▶ _RECORDS SUPPLIED_:
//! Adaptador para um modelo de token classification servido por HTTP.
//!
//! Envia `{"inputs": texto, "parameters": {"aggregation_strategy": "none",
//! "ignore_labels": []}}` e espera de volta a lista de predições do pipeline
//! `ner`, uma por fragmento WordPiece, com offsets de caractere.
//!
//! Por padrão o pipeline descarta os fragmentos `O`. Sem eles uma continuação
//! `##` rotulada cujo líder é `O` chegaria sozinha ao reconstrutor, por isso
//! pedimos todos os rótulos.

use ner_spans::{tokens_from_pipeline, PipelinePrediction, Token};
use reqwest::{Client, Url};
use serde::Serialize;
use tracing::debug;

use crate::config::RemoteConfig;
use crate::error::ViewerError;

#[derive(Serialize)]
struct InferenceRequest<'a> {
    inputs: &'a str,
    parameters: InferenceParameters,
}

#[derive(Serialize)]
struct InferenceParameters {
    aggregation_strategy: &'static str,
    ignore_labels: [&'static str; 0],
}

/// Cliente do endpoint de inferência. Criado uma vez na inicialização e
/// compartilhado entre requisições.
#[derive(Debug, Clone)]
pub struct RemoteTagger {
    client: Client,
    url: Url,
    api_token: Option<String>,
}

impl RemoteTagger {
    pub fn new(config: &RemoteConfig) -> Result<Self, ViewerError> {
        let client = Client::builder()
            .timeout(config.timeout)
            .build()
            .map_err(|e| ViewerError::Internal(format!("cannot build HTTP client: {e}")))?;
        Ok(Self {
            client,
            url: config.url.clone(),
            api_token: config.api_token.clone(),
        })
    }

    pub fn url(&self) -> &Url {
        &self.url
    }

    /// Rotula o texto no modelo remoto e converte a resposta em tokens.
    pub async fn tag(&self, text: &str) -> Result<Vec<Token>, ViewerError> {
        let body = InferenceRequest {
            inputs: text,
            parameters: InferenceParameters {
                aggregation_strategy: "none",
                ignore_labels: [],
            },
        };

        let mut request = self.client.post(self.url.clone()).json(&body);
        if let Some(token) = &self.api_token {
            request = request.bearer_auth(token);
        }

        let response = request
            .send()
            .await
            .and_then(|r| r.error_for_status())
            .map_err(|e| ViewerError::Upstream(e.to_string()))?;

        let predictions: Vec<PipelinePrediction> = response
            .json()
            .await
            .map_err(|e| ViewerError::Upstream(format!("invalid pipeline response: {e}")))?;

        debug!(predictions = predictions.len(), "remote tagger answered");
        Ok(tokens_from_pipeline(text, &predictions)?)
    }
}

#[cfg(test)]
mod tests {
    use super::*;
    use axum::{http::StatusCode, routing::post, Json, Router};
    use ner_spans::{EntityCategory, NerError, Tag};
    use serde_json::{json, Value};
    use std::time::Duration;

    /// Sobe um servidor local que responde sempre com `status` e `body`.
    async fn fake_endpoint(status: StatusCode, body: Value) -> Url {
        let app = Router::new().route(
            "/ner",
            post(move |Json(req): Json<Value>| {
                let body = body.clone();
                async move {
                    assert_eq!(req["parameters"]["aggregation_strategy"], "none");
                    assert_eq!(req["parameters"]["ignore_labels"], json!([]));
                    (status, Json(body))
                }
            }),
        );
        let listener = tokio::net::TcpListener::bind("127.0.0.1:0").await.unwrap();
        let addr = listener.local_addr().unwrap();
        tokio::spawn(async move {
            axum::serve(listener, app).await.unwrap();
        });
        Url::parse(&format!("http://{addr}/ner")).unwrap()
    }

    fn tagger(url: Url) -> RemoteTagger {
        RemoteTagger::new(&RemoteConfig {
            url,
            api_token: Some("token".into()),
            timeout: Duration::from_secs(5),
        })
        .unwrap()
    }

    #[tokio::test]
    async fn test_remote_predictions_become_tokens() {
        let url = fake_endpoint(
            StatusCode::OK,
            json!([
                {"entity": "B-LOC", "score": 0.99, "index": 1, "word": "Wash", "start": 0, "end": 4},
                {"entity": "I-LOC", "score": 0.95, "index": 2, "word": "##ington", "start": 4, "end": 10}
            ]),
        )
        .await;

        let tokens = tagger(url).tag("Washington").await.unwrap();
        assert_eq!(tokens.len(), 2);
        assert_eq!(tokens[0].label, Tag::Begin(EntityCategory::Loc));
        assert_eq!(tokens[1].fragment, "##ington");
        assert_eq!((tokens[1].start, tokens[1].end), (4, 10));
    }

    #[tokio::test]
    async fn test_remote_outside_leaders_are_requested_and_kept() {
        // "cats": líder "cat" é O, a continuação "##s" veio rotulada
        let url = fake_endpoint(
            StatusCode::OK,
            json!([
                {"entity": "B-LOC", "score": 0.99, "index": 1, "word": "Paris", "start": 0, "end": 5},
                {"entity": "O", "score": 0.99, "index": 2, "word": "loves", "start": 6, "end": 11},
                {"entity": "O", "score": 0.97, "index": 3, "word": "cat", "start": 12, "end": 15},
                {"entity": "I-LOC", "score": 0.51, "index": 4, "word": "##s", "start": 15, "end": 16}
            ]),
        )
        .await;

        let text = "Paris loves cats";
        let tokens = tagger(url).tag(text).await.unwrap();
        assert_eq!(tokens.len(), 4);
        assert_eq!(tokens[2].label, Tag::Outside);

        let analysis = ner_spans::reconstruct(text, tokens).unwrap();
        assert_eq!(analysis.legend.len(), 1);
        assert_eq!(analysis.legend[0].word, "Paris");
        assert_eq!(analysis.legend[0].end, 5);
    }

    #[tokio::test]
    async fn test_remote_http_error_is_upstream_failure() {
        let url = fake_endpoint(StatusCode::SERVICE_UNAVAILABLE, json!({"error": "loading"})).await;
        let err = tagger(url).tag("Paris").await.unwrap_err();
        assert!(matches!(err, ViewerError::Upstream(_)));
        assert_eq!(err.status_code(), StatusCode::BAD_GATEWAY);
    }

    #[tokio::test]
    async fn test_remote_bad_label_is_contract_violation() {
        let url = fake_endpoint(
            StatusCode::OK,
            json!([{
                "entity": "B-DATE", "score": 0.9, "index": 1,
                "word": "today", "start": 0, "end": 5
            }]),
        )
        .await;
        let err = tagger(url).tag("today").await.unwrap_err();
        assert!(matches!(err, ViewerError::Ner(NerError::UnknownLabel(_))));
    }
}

▶ _TASK INSTRUCTIONS_:
Look above for the line with "assert_eq!(err.status_code(), StatusCode::BAD_GATEWAY);", then copy it and each later line exactly, stopping at the last line of the records.

▶ _OUTPUT OF THE TASK_:
        assert_eq!(err.status_code(), StatusCode::BAD_GATEWAY);
    }

    #[tokio::test]
    async fn test_remote_bad_label_is_contract_violation() {
        let url = fake_endpoint(
            StatusCode::OK,
            json!([{
                "entity": "B-DATE", "score": 0.9, "index": 1,
                "word": "today", "start": 0, "end": 5
            }]),
        )
        .await;
        let err = tagger(url).tag("today").await.unwrap_err();
        assert!(matches!(err, ViewerError::Ner(NerError::UnknownLabel(_))));
    }
}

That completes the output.